■ Your task: When the word "ThemeDiscoveryRequest" shows up in a line of the data below, copy that whole line.
====== Exercise data
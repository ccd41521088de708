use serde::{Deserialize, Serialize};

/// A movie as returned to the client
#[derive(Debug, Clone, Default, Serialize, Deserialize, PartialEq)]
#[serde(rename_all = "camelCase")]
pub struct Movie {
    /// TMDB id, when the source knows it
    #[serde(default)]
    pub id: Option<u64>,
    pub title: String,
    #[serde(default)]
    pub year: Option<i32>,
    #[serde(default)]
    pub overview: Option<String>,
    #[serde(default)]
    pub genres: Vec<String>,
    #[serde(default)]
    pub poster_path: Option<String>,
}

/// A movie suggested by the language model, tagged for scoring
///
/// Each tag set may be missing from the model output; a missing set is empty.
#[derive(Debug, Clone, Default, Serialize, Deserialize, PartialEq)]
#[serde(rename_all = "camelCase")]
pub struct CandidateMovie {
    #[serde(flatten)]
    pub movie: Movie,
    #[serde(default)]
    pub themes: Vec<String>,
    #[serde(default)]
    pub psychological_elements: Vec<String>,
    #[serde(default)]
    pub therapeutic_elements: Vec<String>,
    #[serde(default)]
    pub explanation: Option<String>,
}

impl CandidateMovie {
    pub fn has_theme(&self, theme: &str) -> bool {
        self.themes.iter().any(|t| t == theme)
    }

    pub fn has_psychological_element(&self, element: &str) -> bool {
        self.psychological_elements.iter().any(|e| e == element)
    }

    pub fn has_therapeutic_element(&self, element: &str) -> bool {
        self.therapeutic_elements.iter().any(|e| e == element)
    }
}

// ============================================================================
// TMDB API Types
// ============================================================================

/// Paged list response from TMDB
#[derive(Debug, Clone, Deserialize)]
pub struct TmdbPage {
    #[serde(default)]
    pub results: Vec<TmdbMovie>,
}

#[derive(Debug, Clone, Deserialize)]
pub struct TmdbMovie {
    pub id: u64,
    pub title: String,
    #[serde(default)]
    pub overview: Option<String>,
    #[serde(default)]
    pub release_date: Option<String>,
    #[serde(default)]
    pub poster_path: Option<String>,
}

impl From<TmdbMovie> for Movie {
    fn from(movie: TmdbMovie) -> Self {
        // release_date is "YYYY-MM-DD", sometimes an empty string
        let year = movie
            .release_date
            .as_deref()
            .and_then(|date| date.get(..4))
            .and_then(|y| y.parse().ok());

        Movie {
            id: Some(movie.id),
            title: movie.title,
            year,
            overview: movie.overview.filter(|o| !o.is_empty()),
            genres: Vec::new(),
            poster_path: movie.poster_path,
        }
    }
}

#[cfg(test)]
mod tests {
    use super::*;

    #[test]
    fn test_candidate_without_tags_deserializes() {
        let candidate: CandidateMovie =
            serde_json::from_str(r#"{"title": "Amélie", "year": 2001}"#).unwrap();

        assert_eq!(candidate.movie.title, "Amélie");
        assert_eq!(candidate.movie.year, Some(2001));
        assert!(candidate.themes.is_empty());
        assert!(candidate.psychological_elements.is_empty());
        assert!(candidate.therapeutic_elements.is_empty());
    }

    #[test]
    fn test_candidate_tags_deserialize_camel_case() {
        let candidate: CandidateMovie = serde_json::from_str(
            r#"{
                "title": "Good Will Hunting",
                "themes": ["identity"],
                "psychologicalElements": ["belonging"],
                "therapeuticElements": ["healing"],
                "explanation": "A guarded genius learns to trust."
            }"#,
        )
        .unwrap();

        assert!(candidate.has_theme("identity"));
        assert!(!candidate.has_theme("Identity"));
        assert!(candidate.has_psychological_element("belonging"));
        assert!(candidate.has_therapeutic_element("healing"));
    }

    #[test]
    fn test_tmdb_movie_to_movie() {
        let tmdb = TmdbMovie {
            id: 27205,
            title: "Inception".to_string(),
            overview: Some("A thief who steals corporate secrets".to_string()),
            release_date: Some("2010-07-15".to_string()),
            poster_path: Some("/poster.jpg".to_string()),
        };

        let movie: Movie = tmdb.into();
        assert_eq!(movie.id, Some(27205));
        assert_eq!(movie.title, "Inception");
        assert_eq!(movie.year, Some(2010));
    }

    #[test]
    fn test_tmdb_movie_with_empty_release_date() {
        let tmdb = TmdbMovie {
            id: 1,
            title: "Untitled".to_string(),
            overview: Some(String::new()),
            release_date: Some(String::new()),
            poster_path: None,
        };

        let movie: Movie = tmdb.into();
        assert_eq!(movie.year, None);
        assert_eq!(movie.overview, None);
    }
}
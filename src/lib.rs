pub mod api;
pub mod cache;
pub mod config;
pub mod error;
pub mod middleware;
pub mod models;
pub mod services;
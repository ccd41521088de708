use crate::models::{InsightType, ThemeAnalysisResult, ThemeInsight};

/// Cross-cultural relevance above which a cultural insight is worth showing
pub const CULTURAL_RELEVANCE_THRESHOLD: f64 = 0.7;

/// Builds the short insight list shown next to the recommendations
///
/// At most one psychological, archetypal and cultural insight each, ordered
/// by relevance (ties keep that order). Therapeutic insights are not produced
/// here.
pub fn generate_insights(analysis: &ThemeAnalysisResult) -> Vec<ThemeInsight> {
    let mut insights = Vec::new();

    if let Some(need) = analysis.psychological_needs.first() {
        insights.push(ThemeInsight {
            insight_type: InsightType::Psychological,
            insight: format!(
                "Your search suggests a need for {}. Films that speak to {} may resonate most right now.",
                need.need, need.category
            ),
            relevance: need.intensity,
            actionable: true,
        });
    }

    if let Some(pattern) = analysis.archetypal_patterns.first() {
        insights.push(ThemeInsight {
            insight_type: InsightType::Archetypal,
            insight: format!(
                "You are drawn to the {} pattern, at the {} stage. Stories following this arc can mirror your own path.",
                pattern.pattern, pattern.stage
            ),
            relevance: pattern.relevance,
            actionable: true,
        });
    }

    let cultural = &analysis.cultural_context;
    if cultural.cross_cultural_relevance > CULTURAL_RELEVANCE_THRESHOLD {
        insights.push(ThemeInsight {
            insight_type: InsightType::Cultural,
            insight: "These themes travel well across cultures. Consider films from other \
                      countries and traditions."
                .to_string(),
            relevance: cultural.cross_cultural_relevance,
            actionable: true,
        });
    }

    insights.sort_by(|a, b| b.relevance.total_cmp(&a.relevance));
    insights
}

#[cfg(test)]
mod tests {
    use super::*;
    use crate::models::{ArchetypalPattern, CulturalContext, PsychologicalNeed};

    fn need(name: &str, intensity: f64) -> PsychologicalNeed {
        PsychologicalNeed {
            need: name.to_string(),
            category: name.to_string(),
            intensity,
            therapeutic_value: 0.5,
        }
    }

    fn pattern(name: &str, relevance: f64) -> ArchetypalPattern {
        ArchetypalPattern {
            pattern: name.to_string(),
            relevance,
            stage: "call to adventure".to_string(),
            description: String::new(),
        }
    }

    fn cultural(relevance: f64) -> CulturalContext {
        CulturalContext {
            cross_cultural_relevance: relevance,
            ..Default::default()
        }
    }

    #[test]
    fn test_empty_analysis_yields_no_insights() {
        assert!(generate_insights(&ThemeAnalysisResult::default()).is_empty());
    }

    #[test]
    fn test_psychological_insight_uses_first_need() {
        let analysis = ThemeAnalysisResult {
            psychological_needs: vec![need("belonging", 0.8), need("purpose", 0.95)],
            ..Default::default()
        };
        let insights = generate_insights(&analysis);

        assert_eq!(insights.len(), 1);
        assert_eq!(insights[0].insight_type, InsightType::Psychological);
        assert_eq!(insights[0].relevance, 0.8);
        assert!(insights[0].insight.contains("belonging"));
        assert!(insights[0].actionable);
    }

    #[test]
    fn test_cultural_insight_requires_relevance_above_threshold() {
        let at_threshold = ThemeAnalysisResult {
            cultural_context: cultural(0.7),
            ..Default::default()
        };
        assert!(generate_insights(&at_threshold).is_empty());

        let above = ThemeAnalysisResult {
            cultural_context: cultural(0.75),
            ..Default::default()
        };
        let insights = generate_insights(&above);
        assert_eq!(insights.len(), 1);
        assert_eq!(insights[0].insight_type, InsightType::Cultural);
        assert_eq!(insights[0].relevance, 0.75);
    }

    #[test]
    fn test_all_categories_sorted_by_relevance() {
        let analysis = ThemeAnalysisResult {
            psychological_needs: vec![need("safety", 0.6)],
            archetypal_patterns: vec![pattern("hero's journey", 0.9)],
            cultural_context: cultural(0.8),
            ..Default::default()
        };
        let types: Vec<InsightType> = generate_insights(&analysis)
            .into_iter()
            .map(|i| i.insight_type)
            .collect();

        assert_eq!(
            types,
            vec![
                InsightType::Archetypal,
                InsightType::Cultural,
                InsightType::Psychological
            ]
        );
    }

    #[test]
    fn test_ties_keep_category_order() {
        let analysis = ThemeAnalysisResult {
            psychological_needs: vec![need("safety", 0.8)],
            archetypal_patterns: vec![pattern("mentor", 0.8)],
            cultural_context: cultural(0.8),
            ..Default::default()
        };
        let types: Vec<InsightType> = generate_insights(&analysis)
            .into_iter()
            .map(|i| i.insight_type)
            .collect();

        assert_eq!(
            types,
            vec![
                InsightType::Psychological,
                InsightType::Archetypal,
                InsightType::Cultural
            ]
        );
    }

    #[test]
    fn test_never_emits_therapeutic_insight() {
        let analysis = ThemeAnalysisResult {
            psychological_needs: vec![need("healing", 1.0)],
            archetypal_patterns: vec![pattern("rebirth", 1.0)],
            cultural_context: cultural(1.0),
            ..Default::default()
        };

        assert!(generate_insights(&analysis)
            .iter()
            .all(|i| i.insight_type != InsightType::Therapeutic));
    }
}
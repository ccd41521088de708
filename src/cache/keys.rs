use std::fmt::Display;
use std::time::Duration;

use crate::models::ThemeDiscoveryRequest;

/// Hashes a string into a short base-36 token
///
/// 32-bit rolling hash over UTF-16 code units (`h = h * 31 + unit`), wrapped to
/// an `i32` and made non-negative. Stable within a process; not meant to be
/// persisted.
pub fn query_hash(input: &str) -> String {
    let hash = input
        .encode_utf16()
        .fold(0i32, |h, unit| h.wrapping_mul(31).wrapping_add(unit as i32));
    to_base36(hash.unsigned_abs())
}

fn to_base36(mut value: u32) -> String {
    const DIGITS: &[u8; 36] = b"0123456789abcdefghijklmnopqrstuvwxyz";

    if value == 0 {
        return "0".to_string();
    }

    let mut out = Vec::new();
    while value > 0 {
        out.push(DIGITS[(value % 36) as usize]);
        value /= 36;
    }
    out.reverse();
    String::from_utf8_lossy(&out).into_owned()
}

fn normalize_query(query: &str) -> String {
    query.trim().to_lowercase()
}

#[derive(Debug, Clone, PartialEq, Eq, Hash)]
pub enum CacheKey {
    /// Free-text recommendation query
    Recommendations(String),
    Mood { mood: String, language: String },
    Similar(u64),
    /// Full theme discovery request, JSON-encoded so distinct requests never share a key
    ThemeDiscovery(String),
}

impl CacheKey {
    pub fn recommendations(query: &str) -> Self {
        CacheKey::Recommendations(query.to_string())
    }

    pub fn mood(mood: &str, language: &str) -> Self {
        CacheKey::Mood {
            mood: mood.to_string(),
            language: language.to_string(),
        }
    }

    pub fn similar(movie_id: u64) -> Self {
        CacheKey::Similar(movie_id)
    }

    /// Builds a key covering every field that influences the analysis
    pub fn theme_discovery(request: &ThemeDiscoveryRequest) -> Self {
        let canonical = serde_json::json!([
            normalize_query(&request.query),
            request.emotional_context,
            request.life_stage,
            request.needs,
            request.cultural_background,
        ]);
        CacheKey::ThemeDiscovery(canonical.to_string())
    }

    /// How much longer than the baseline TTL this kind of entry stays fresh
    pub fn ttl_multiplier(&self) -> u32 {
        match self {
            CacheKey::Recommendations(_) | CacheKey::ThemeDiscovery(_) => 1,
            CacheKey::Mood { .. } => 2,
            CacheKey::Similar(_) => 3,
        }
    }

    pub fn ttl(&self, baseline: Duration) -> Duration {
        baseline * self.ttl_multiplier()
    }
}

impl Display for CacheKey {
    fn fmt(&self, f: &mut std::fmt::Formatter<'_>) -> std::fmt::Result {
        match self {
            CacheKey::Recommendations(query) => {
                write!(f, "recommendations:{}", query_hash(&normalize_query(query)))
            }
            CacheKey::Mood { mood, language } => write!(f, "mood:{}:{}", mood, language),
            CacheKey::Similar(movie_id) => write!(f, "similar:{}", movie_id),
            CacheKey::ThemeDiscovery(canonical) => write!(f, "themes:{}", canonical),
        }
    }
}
============
■ Solution to this problem:
use crate::models::ThemeDiscoveryRequest;
    pub fn theme_discovery(request: &ThemeDiscoveryRequest) -> Self {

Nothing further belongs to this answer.